Book Review - Jackie K Cooper
FLIGHT PATTERNS by Karen White
Karen White does not believe in keeping things simple. Her novels are full of complicated relationships and ominous occurrences. Her new novel FLIGHT PATTERNS is a good example of this style. In it every single character has some complexity as is the case in real life. Plus there is a family mystery foreshadowed in the early pages of the book that continues to loom until the very end when all is explained. Because of these factors FLIGHT PATTERNS is a book that is hard to put down until the last secret is uncovered and the last mystery resolved.
Georgia Chambers is living in New Orleans and working as antiques evaluator. She is in her thirties, single and totally independent. One day her boss introduces her to James Graf, a New Yorker who is wanting some of his grandmother's china evaluated. He has brought with him a cup and saucer that shows the unique patterning on the china. Georgia is immediately struck by the thought she has seen this pattern before on pieces located in her family home.
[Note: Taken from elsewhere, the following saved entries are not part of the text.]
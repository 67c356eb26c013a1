//! Tests for the dictionary facade.
//!
//! Covers the documented lookup scenarios, building from files and lazy
//! sources, and shared read-only access from several threads.

use std::sync::{Arc, Barrier};
use std::thread;

use test_case::test_case;

use super::TestFixture;
use crate::data_structures::prefix_search::{InvalidRequestReason, LookupError};
use crate::data_structures::LookupRequest;
use crate::dictionary::Dictionary;
use crate::error::ingest::IngestError;
use crate::ingest::IngestOptions;

const TABLETS: [&str; 4] = ["tablet", "tablets", "tableting", "tabletting"];
const PIGGY: [&str; 5] = ["piggy", "piggyback", "piggybacked", "piggybacking", "piggybacks"];
const XS: [&str; 4] = ["xbb", "xcc", "xdd", "xaa"];
const ANIMALS: [&str; 4] = ["cat", "mat", "pat", "fat"];

fn lookup(words: &[&str], prefix: &str, cursor: &str, limit: usize) -> Vec<String> {
    Dictionary::build(words)
        .lookup(&LookupRequest::after(prefix, cursor, limit))
        .unwrap()
}

#[test_case(&["foo"], "foo", "", 10, &["foo"] ; "single word by itself")]
#[test_case(&["foo"], "f", "", 10, &["foo"] ; "single word by first letter")]
#[test_case(&TABLETS, "t", "", 10, &["tablet", "tableting", "tablets", "tabletting"] ; "shared prefix sorted")]
#[test_case(&TABLETS, "t", "", 1, &["tablet"] ; "first page of one")]
#[test_case(&TABLETS, "t", "tablet", 1, &["tableting"] ; "second page of one")]
#[test_case(&TABLETS, "t", "tableting", 1, &["tablets"] ; "third page of one")]
#[test_case(&TABLETS, "t", "tablets", 1, &["tabletting"] ; "fourth page of one")]
#[test_case(&TABLETS, "t", "tabletting", 1, &[] ; "exhausted")]
#[test_case(&XS, "x", "xaa", 2, &["xbb", "xcc"] ; "resume after first word")]
#[test_case(&PIGGY, "piggy", "piggybacks", 2, &[] ; "cursor past remaining matches")]
#[test_case(&ANIMALS, "cat", "", 10, &["cat"] ; "no sibling contamination")]
fn test_lookup_scenarios(words: &[&str], prefix: &str, cursor: &str, limit: usize, expected: &[&str]) {
    assert_eq!(lookup(words, prefix, cursor, limit), expected);
}

#[test]
fn test_empty_prefix_is_invalid_request() {
    let dict = Dictionary::build(["foo"]);
    let err = dict.lookup(&LookupRequest::first_page("", 10)).unwrap_err();
    assert_eq!(
        err,
        LookupError::InvalidRequest {
            reason: InvalidRequestReason::EmptyPrefix
        }
    );
}

#[test]
fn test_insertion_order_does_not_matter() {
    let mut reversed = TABLETS;
    reversed.reverse();

    let forward = Dictionary::build(TABLETS);
    let backward = Dictionary::build(reversed);
    let request = LookupRequest::first_page("tab", 10);

    assert_eq!(forward.lookup(&request).unwrap(), backward.lookup(&request).unwrap());
    assert_eq!(forward.trie().node_count(), backward.trie().node_count());
}

#[test]
fn test_build_consumes_lazy_source() {
    let source = "alpha beta gamma".split(' ').map(str::to_uppercase);
    let dict: Dictionary = source.collect();

    assert_eq!(dict.len(), 3);
    assert!(dict.contains("BETA"));
    assert!(!dict.contains("beta"));
}

#[test]
fn test_try_build_stops_at_first_error() {
    let source = vec![Ok("a"), Err("broken"), Ok("b")];
    assert_eq!(Dictionary::try_build(source).unwrap_err(), "broken");
}

#[test]
fn test_from_path() {
    let fixture = TestFixture::new().unwrap();
    let path = fixture.create_word_list(&PIGGY).unwrap();

    let dict = Dictionary::from_path(&path, IngestOptions::default()).unwrap();
    assert_eq!(dict.len(), PIGGY.len());
    assert!(!dict.contains(""));

    let pages: Vec<Vec<String>> = dict
        .pages("piggyb", 2)
        .map(|page| page.unwrap().words)
        .collect();
    assert_eq!(
        pages,
        vec![
            vec!["piggyback", "piggybacked"],
            vec!["piggybacking", "piggybacks"]
        ]
    );
}

#[test]
fn test_from_path_keeping_blank_lines_stores_empty_word() {
    let fixture = TestFixture::new().unwrap();
    let path = fixture.create_file("blank.txt", "one\n\ntwo\r\n").unwrap();

    let keep = IngestOptions {
        skip_blank_lines: false,
    };
    let dict = Dictionary::from_path(&path, keep).unwrap();
    assert!(dict.contains(""));
    assert!(dict.contains("two"));
    assert_eq!(dict.len(), 3);
}

#[test]
fn test_from_path_missing_file() {
    let fixture = TestFixture::new().unwrap();
    let path = fixture.temp_dir.path().join("missing.txt");

    let err = Dictionary::from_path(&path, IngestOptions::default()).unwrap_err();
    assert!(matches!(err, IngestError::Open { .. }));
}

/// Many threads page through the same dictionary at once and must all see
/// the same complete, ordered result.
#[test]
fn test_shared_read_only_access() {
    const THREAD_COUNT: usize = 8;

    let words: Vec<String> = (0..500).map(|i| format!("key_{i:03}")).collect();
    let dict = Arc::new(Dictionary::build(&words));
    let barrier = Arc::new(Barrier::new(THREAD_COUNT));

    let mut expected = words.clone();
    expected.sort();

    let handles: Vec<_> = (0..THREAD_COUNT)
        .map(|thread_id| {
            let dict = Arc::clone(&dict);
            let barrier = Arc::clone(&barrier);
            thread::spawn(move || {
                barrier.wait();
                let seen: Vec<String> = dict
                    .pages("key_", thread_id + 1)
                    .flat_map(|page| page.unwrap().words)
                    .collect();
                seen
            })
        })
        .collect();

    for (i, handle) in handles.into_iter().enumerate() {
        match handle.join() {
            Ok(seen) => assert_eq!(seen, expected, "thread {i} saw a different enumeration"),
            Err(e) => panic!("Thread {i} panicked: {e:?}"),
        }
    }
}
She decides to make a trip back to Apalachicola, Florida and see if she can find the pieces. This will help her set a value for James pieces. In an awkward moment in the story James insists he should accompany her to her home. Georgia has not been back to her home place in ten years and has had little if any communication with her grandfather, mother, sister or niece who live there. She tries to dissuade James from accompanying her but her boss is on his side so she agrees.
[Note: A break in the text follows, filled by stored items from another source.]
// Copyright (c) 2025 Prefix Dict Authors
//
// Licensed under dual license:
// - MIT License (LICENSE-MIT or https://opensource.org/licenses/MIT)
// - Apache License, Version 2.0 (LICENSE-APACHE or https://www.apache.org/licenses/LICENSE-2.0)

//! Error types for prefix lookups.
//!
//! An unknown prefix or an exhausted cursor is not an error: both produce an
//! empty page. Only malformed requests are rejected.

/// Errors that can occur while serving a lookup.
#[derive(Debug, thiserror::Error, Clone, PartialEq, Eq)]
pub enum LookupError {
    /// The request was malformed and no traversal took place.
    #[error("Invalid lookup request: {reason}")]
    InvalidRequest {
        /// What was wrong with the request.
        reason: InvalidRequestReason,
    },
}

/// The validation rule a [`LookupRequest`](super::LookupRequest) broke.
#[derive(Debug, thiserror::Error, Clone, PartialEq, Eq)]
pub enum InvalidRequestReason {
    /// The prefix was the empty string.
    #[error("prefix must contain at least one character")]
    EmptyPrefix,

    /// No cursor was supplied at all.
    #[error("cursor must not be absent, use an empty string to start from the beginning")]
    MissingCursor,

    /// The page size was below zero.
    #[error("limit must not be negative, was: {0}")]
    NegativeLimit(i64),
}

impl From<InvalidRequestReason> for LookupError {
    fn from(reason: InvalidRequestReason) -> Self {
        LookupError::InvalidRequest { reason }
    }
}

/// Result type for lookup operations
pub type LookupResult<T> = Result<T, LookupError>;

#[cfg(test)]
mod tests {
    use super::*;

    #[test]
    fn test_error_display() {
        let err = LookupError::from(InvalidRequestReason::EmptyPrefix);
        assert_eq!(
            err.to_string(),
            "Invalid lookup request: prefix must contain at least one character"
        );

        let err = LookupError::from(InvalidRequestReason::NegativeLimit(-10));
        assert_eq!(
            err.to_string(),
            "Invalid lookup request: limit must not be negative, was: -10"
        );

        let err = LookupError::from(InvalidRequestReason::MissingCursor);
        assert!(err.to_string().contains("use an empty string"));
    }
}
Once home old conflicts with her sister Maisy raise their heads. She also has to deal with her mother Birdie who does not speak. Plus there are instances in Georgia's past she does not want to face but at every turn they seem to be waiting to be brought up.
White focuses on the complications family relationships can have. She draws a bead on the lack of communication that arises when two people are unwilling to meet each other half way. And she shines a light on dark secrets that can corrode our souls and decay our lives. These are not simple things to write about, much less create.
The true beauty of White's writing comes in her creation of characters. Readers don't just meet these people, they get to know them pretty much inside out. It is as if you could head to Apalachicola and find their house and them living there. If the Apalachicola Chamber of Commerce hasn't sent a letter of appreciation to Ms. White they should do it now. She makes Apalachicola seem just a step under Paradise.
This book is not a simple summer read. It takes concentration and effort. Still it is one of the most satisfying stories you will read all summer long. The payoff is that good, and the pleasure of White's words that intense. Somehow White finds these plots and characters in the recesses of her mind and brings them forward in living detail. Let's hope she continues to do so.
FLIGHT PATTERNS is published by New American Library. It contains 416 pages and sells for $26.00.